I truly believe that anything, whether a person or country, is made stronger by understanding its faults. But who of us ever looks at their faults when on the defensive? No, much better is the time spent defending and deflecting. Even the people, the poor whelps living beneath the alleged yoke of repression, will side with their overseers before allowing foreign commentary to tell them what is in their best interests.

And so I know this is a China problem, for China to look at and China to decide. I’m here, I’m watching, I’ll remember – but action, in my opinion, is not my duty nor my decision. I don’t even feel qualified to state whether action needs to be taken. Sure, freedom of speech and a free press would be an awesome step ahead for China, and I sure as hell would like unfettered access to the Internet, please and thank you.

But something about the rah-rah-rights! being shouted from abroad doesn’t feel appropriate to me. Maybe it’s my time here that’s tempering my views, or just that in my time here I’ve aged a bit, but the protester of my youth is starting to see things differently. Starting to see that to understand China and the actions of her government, you need to understand that its mechanisms don’t work in four-year terms. Everything moves at a lengthened pace.

Anniversaries are a good time to examine that. Twenty years is no small amount of time, but it’s also not a long time. It’s a good amount of time to reflect on the changes that have come since the student protests in Tiananmen.

Hell, I woke up this morning and China was different from yesterday, never mind two decades ago. The majority of its people enjoy a quality of life unseen in its multi-millennial history. Despite wide-spanning attempts at censorship, your average Chinese person has more access to information from around the globe than ever before. Never has matching, and possibly exceeding, their counterparts from “developed” nations been so within the grasp of your average Chinese.

It may not be conclusion reached, and there is yet much ground to be covered. However, I don’t think it can be argued that it’s not the right track. And while much of that course was set in ’78, I wonder if ’89 didn’t do more to create modern China than we give it credit for. Motives not withstanding, the spring protests of that year said in no uncertain terms that the people weren’t satisfied.

Often it is called a violent repression, a stifling of a peaceful movement.

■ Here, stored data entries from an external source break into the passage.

//! Light transport. An integrator turns a camera ray into a radiance estimate at the path's
//! sampled wavelengths.

use crate::camera::Camera;
use crate::geometry::RayDifferential;
use crate::sampler::Sampler;
use crate::scene::Scene;
use crate::spectrum::{SampledSpectrum, SampledWavelengths};

mod ao;
mod normal;
mod path;

pub use ao::AmbientOcclusionIntegrator;
pub use normal::SurfaceNormalIntegrator;
pub use path::PathIntegrator;

pub trait Integrator: Sync {
    /// Estimates the radiance arriving along `ray`. `lambda` may have its secondary wavelengths
    /// terminated by dispersive materials on the way.
    fn radiance(
        &self,
        ray: RayDifferential,
        lambda: &mut SampledWavelengths,
        scene: &Scene<'_>,
        sampler: &mut dyn Sampler,
        camera: &dyn Camera,
    ) -> SampledSpectrum;
}

/// The integrators a render can be configured with.
#[derive(Clone, Debug)]
pub enum RenderIntegrator {
    Normal(SurfaceNormalIntegrator),
    AmbientOcclusion(AmbientOcclusionIntegrator),
    Path(PathIntegrator),
}

impl Integrator for RenderIntegrator {
    fn radiance(
        &self,
        ray: RayDifferential,
        lambda: &mut SampledWavelengths,
        scene: &Scene<'_>,
        sampler: &mut dyn Sampler,
        camera: &dyn Camera,
    ) -> SampledSpectrum {
        match self {
            RenderIntegrator::Normal(i) => i.radiance(ray, lambda, scene, sampler, camera),
            RenderIntegrator::AmbientOcclusion(i) => i.radiance(ray, lambda, scene, sampler, camera),
            RenderIntegrator::Path(i) => i.radiance(ray, lambda, scene, sampler, camera),
        }
    }
}

impl From<SurfaceNormalIntegrator> for RenderIntegrator {
    fn from(i: SurfaceNormalIntegrator) -> Self {
        RenderIntegrator::Normal(i)
    }
}

impl From<AmbientOcclusionIntegrator> for RenderIntegrator {
    fn from(i: AmbientOcclusionIntegrator) -> Self {
        RenderIntegrator::AmbientOcclusion(i)
    }
}

impl From<PathIntegrator> for RenderIntegrator {
    fn from(i: PathIntegrator) -> Self {
        RenderIntegrator::Path(i)
    }
}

And it was these things, but from the government’s standpoint, it was an act of defence. Violent or not, the entire institution of power was being attacked and China’s history is nothing if not littered with similar examples — ending one power to allow another, virtually identical, power rise in its place. Do I agree with the action they took? No, of course not. Never. But understanding isn’t agreement, isn’t complaisance. It is merely understanding.

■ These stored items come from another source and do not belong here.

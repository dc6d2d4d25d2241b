use approx::assert_relative_eq;
use cgmath::{Matrix3, SquareMatrix};
use pretty_assertions::assert_eq;
use rand::seq::SliceRandom;
use rand::{Rng, SeedableRng};
use rand_xoshiro::Xoshiro256Plus;

use spectral_pt::film::{Pixel, RgbFilm};
use spectral_pt::renderer::render_description;
use spectral_pt::scenes::cornell_box;
use spectral_pt::settings::{FilterKind, RenderSettings};
use spectral_pt::spectrum::{Rgb, RgbColorSpace, SampledSpectrum, SampledWavelengths, SRGB};
use spectral_pt::{Float, Point2i};

fn identity_space() -> &'static RgbColorSpace {
    Box::leak(Box::new(RgbColorSpace {
        name: "identity",
        rgb_from_xyz: Matrix3::identity(),
        xyz_from_rgb: Matrix3::identity(),
    }))
}

#[test]
fn zero_weight_samples_do_not_shift_the_average() -> anyhow::Result<()> {
    let mut film = RgbFilm::new((2, 1), identity_space())?;
    let p = Point2i::new(1, 0);
    film.add_rgb(p, Rgb::new(5.0, 5.0, 5.0), 0.0);
    film.add_rgb(p, Rgb::new(1.0, 1.0, 1.0), 1.0);
    assert_eq!(film.get_pixel_rgb(p), Rgb::new(1.0, 1.0, 1.0));
    assert_eq!(*film.pixel(Point2i::new(0, 0)), Pixel::default());
    Ok(())
}

#[test]
fn accumulation_order_does_not_change_the_average() -> anyhow::Result<()> {
    let mut rng = Xoshiro256Plus::seed_from_u64(23);
    let mut samples: Vec<(Rgb, Float)> = (0..1000)
        .map(|_| {
            let rgb = Rgb::new(rng.gen_range(0.0..100.0), rng.gen(), rng.gen());
            (rgb, rng.gen_range(0.0..2.0))
        })
        .collect();

    let p = Point2i::new(0, 0);
    let mut films = Vec::new();
    for _ in 0..2 {
        samples.shuffle(&mut rng);
        let mut film = RgbFilm::new((1, 1), identity_space())?;
        for &(rgb, weight) in &samples {
            film.add_rgb(p, rgb, weight);
        }
        films.push(film);
    }

    assert_relative_eq!(films[0].pixel(p).weight_sum, films[1].pixel(p).weight_sum, max_relative = 1e-9);
    assert_relative_eq!(films[0].get_pixel_rgb(p), films[1].get_pixel_rgb(p), max_relative = 1e-6);
    Ok(())
}

#[test]
fn spectral_samples_accumulate_per_pixel() -> anyhow::Result<()> {
    let mut film = RgbFilm::new((3, 3), &SRGB)?;
    let center = Point2i::new(1, 1);
    for i in 0..32 {
        let lambda = SampledWavelengths::sample_visible((i as Float + 0.5) / 32.0);
        film.add_sample(center, &SampledSpectrum::uniform(2.0), &lambda, 0.5);
    }
    assert_relative_eq!(film.pixel(center).weight_sum, 16.0);
    assert!(film.get_pixel_rgb(Point2i::new(0, 1)).is_black());

    let rgb = film.get_pixel_rgb(center);
    assert!(rgb.g() > 1.6 && rgb.g() < 2.4, "{:?}", rgb.values());
    Ok(())
}

#[test]
fn rendered_film_has_every_pixel_weighted() -> anyhow::Result<()> {
    let settings = RenderSettings {
        width: 12,
        height: 9,
        spp: 5,
        filter: FilterKind::Box,
        filter_radius: 0.5,
        threads: Some(3),
        ..RenderSettings::default()
    };
    let film = render_description(&cornell_box()?, &settings)?;
    assert_eq!(film.resolution(), Point2i::new(12, 9));
    for y in 0..9 {
        for x in 0..12 {
            let px = film.pixel(Point2i::new(x, y));
            assert_eq!(px.weight_sum, 5.0);
            assert!(px.rgb_sum.iter().all(|c| c.is_finite()));
        }
    }

    let image = film.to_rgb_image();
    assert_eq!(image.dimensions(), (12, 9));
    assert!(image.pixels().all(|p| p.0.iter().all(|c| c.is_finite())));
    Ok(())
}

And whether I, we, or they deem it the “wrong” action, it did force Beijing to tighten its focus on wealth, prosperity and capitalism. Things desperately needed in a country with an imaginable level of poverty.

And from that wealth is a slow growing justice for all, which in turn is paving the way to a level of liberty and personal freedom that is, if not the same, comparable to the West.

So when I think of the events that happened on this day 20 years ago, I’ll not forget the tragedy, the unneccessary violence and the terrible loss of life. But I’ll also not shame their memory by thinking they died pointlessly and that nothing has changed.